> [WORK INSTRUCTIONS]: Whenever a line in the records below holds the string "NamedTempFile", copy it out.

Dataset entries
▶

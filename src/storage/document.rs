use std::io::Write;
use std::path::{Path, PathBuf};

use async_trait::async_trait;
use serde::Serialize;
use serde::de::DeserializeOwned;
use tempfile::NamedTempFile;

use super::EntityStore;
use crate::error::{CampusError, Result};
use crate::model::{
    Course, CoursePatch, CourseRef, NewCourse, NewStudent, Student, StudentFilter, StudentPatch,
};
use crate::validation;

const ID_ALPHABET: [char; 16] = [
    '0', '1', '2', '3', '4', '5', '6', '7', '8', '9', 'a', 'b', 'c', 'd', 'e', 'f',
];
const ID_LENGTH: usize = 24;
const DOCUMENT_EXTENSION: &str = "json";

/// Persistent store keeping one JSON document per record.
///
/// ```text
/// <root>/
///   students/<id>.json
///   courses/<id>.json
/// ```
///
/// Students only ever hold bare course IDs on disk.
pub struct DocumentStore {
    root: PathBuf,
    students_path: PathBuf,
    courses_path: PathBuf,
}

impl DocumentStore {
    /// Open (and create if needed) a document store rooted at `root`.
    pub fn open(root: impl Into<PathBuf>) -> Result<Self> {
        let root = root.into();
        let students_path = root.join("students");
        let courses_path = root.join("courses");

        for dir in [&students_path, &courses_path] {
            std::fs::create_dir_all(dir).map_err(|e| {
                CampusError::StoreUnavailable(format!(
                    "cannot create data directory {}: {}",
                    dir.display(),
                    e
                ))
            })?;
        }

        tracing::debug!(root = %root.display(), "Opened document store");
        Ok(Self {
            root,
            students_path,
            courses_path,
        })
    }

    pub fn root(&self) -> &Path {
        &self.root
    }

    fn generate_id(&self, dir: &Path) -> String {
        loop {
            let id = nanoid::format(nanoid::rngs::default, &ID_ALPHABET, ID_LENGTH);
            if !document_path(dir, &id).is_some_and(|p| p.exists()) {
                return id;
            }
        }
    }

    fn load_student(&self, id: &str) -> Result<Option<Student>> {
        match document_path(&self.students_path, id) {
            Some(path) => read_document(&path),
            None => Ok(None),
        }
    }

    fn save_student(&self, student: &Student) -> Result<()> {
        let path = document_path(&self.students_path, &student.id)
            .ok_or_else(|| CampusError::Validation(format!("Invalid student id: {}", student.id)))?;
        let mut stored = student.clone();
        stored.courses = stored
            .courses
            .into_iter()
            .map(CourseRef::into_reference)
            .collect();
        write_document(&path, &stored)
    }

    fn load_course(&self, id: &str) -> Result<Option<Course>> {
        match document_path(&self.courses_path, id) {
            Some(path) => read_document(&path),
            None => Ok(None),
        }
    }

    fn save_course(&self, course: &Course) -> Result<()> {
        let path = document_path(&self.courses_path, &course.id)
            .ok_or_else(|| CampusError::Validation(format!("Invalid course id: {}", course.id)))?;
        write_document(&path, course)
    }

    fn list_students(&self) -> Result<Vec<Student>> {
        let mut students: Vec<Student> = list_documents(&self.students_path)?;
        students.sort_by_key(|s| s.created_at);
        Ok(students)
    }

    fn list_courses(&self) -> Result<Vec<Course>> {
        let mut courses: Vec<Course> = list_documents(&self.courses_path)?;
        courses.sort_by_key(|c| c.created_at);
        Ok(courses)
    }

    fn modify_student<F>(&self, id: &str, change: F) -> Result<Option<Student>>
    where
        F: FnOnce(&mut Student) -> Result<()>,
    {
        let Some(mut student) = self.load_student(id)? else {
            return Ok(None);
        };
        change(&mut student)?;
        self.save_student(&student)?;
        Ok(Some(student))
    }
}

/// Path of a document, or `None` when the ID could escape the collection directory.
fn document_path(dir: &Path, id: &str) -> Option<PathBuf> {
    validation::validate_id(id).ok()?;
    Some(dir.join(format!("{}.{}", id, DOCUMENT_EXTENSION)))
}

fn read_document<T: DeserializeOwned>(path: &Path) -> Result<Option<T>> {
    if !path.exists() {
        return Ok(None);
    }
    let content = std::fs::read_to_string(path).map_err(unavailable)?;
    Ok(Some(serde_json::from_str(&content)?))
}

fn remove_document(path: &Path) -> Result<bool> {
    match std::fs::remove_file(path) {
        Ok(()) => Ok(true),
        Err(e) if e.kind() == std::io::ErrorKind::NotFound => Ok(false),
        Err(e) => Err(unavailable(e)),
    }
}

fn list_documents<T: DeserializeOwned>(dir: &Path) -> Result<Vec<T>> {
    let mut documents = Vec::new();
    for entry in std::fs::read_dir(dir).map_err(unavailable)? {
        let path = entry.map_err(unavailable)?.path();
        if !path.is_file() || path.extension().is_none_or(|e| e != DOCUMENT_EXTENSION) {
            continue;
        }
        match std::fs::read_to_string(&path) {
            Ok(content) => match serde_json::from_str(&content) {
                Ok(document) => documents.push(document),
                Err(e) => tracing::warn!(
                    path = %path.display(),
                    error = %e,
                    "Failed to parse document"
                ),
            },
            Err(e) => tracing::warn!(
                path = %path.display(),
                error = %e,
                "Failed to read document"
            ),
        }
    }
    Ok(documents)
}

/// Write through a temp file in the same directory, then rename over the target.
fn write_document<T: Serialize>(target_path: &Path, document: &T) -> Result<()> {
    let content = serde_json::to_string_pretty(document)?;
    let target_dir = target_path
        .parent()
        .ok_or_else(|| CampusError::StoreUnavailable("document path has no parent".to_string()))?;

    let mut temp_file = NamedTempFile::new_in(target_dir).map_err(unavailable)?;
    temp_file
        .write_all(content.as_bytes())
        .map_err(unavailable)?;
    temp_file.as_file().sync_all().map_err(unavailable)?;
    temp_file
        .persist(target_path)
        .map_err(|e| unavailable(e.error))?;
    Ok(())
}

fn unavailable(e: std::io::Error) -> CampusError {
    CampusError::StoreUnavailable(e.to_string())
}

#[async_trait]
impl EntityStore for DocumentStore {
    async fn find_students(&self, filter: &StudentFilter) -> Result<Vec<Student>> {
        let mut students = self.list_students()?;
        students.retain(|s| filter.matches(s));
        Ok(students)
    }

    async fn find_student(&self, id: &str) -> Result<Option<Student>> {
        self.load_student(id)
    }

    async fn insert_student(&self, input: NewStudent) -> Result<Student> {
        let id = self.generate_id(&self.students_path);
        let student = Student::new(id, input);
        tracing::info!(id = %student.id, email = %student.email, "Inserting student");
        self.save_student(&student)?;
        // Reload so the caller sees the normalized course references.
        self.load_student(&student.id)?
            .ok_or_else(|| CampusError::StoreUnavailable("inserted student vanished".to_string()))
    }

    async fn update_student(&self, id: &str, patch: StudentPatch) -> Result<Option<Student>> {
        let updated = self.modify_student(id, |s| s.apply(patch))?;
        if updated.is_some() {
            tracing::info!(id = %id, "Updated student");
        }
        Ok(updated)
    }

    async fn delete_student(&self, id: &str) -> Result<bool> {
        let Some(path) = document_path(&self.students_path, id) else {
            return Ok(false);
        };
        let removed = remove_document(&path)?;
        if removed {
            tracing::info!(id = %id, "Deleted student");
        }
        Ok(removed)
    }

    async fn push_course_reference(
        &self,
        student_id: &str,
        course_id: &str,
    ) -> Result<Option<Student>> {
        self.modify_student(student_id, |s| {
            s.courses.push(CourseRef::from(course_id));
            s.touch();
            Ok(())
        })
    }

    async fn remove_course_reference(
        &self,
        student_id: &str,
        course_id: &str,
    ) -> Result<Option<Student>> {
        self.modify_student(student_id, |s| {
            if s.drop_course(course_id) {
                s.touch();
            }
            Ok(())
        })
    }

    async fn pull_course_references(&self, course_id: &str) -> Result<usize> {
        let mut touched = 0;
        for mut student in self.list_students()? {
            if student.drop_course(course_id) {
                student.touch();
                self.save_student(&student)?;
                touched += 1;
            }
        }
        Ok(touched)
    }

    async fn find_courses(&self) -> Result<Vec<Course>> {
        self.list_courses()
    }

    async fn find_course(&self, id: &str) -> Result<Option<Course>> {
        self.load_course(id)
    }

    async fn find_courses_by_ids(&self, ids: &[String]) -> Result<Vec<Course>> {
        let mut courses = Vec::new();
        for id in ids {
            if courses.iter().any(|c: &Course| &c.id == id) {
                continue;
            }
            if let Some(course) = self.load_course(id)? {
                courses.push(course);
            }
        }
        courses.sort_by_key(|c| c.created_at);
        Ok(courses)
    }

    async fn insert_course(&self, input: NewCourse) -> Result<Course> {
        let id = self.generate_id(&self.courses_path);
        let course = Course::new(id, input);
        tracing::info!(id = %course.id, code = %course.code, "Inserting course");
        self.save_course(&course)?;
        Ok(course)
    }

    async fn update_course(&self, id: &str, patch: CoursePatch) -> Result<Option<Course>> {
        let Some(mut course) = self.load_course(id)? else {
            return Ok(None);
        };
        course.apply(patch)?;
        self.save_course(&course)?;
        tracing::info!(id = %id, "Updated course");
        Ok(Some(course))
    }

    async fn delete_course(&self, id: &str) -> Result<bool> {
        let Some(path) = document_path(&self.courses_path, id) else {
            return Ok(false);
        };
        let removed = remove_document(&path)?;
        if removed {
            tracing::info!(id = %id, "Deleted course");
        }
        Ok(removed)
    }
}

◀

> [WORKED SOLUTION]:
use tempfile::NamedTempFile;
    let mut temp_file = NamedTempFile::new_in(target_dir).map_err(unavailable)?;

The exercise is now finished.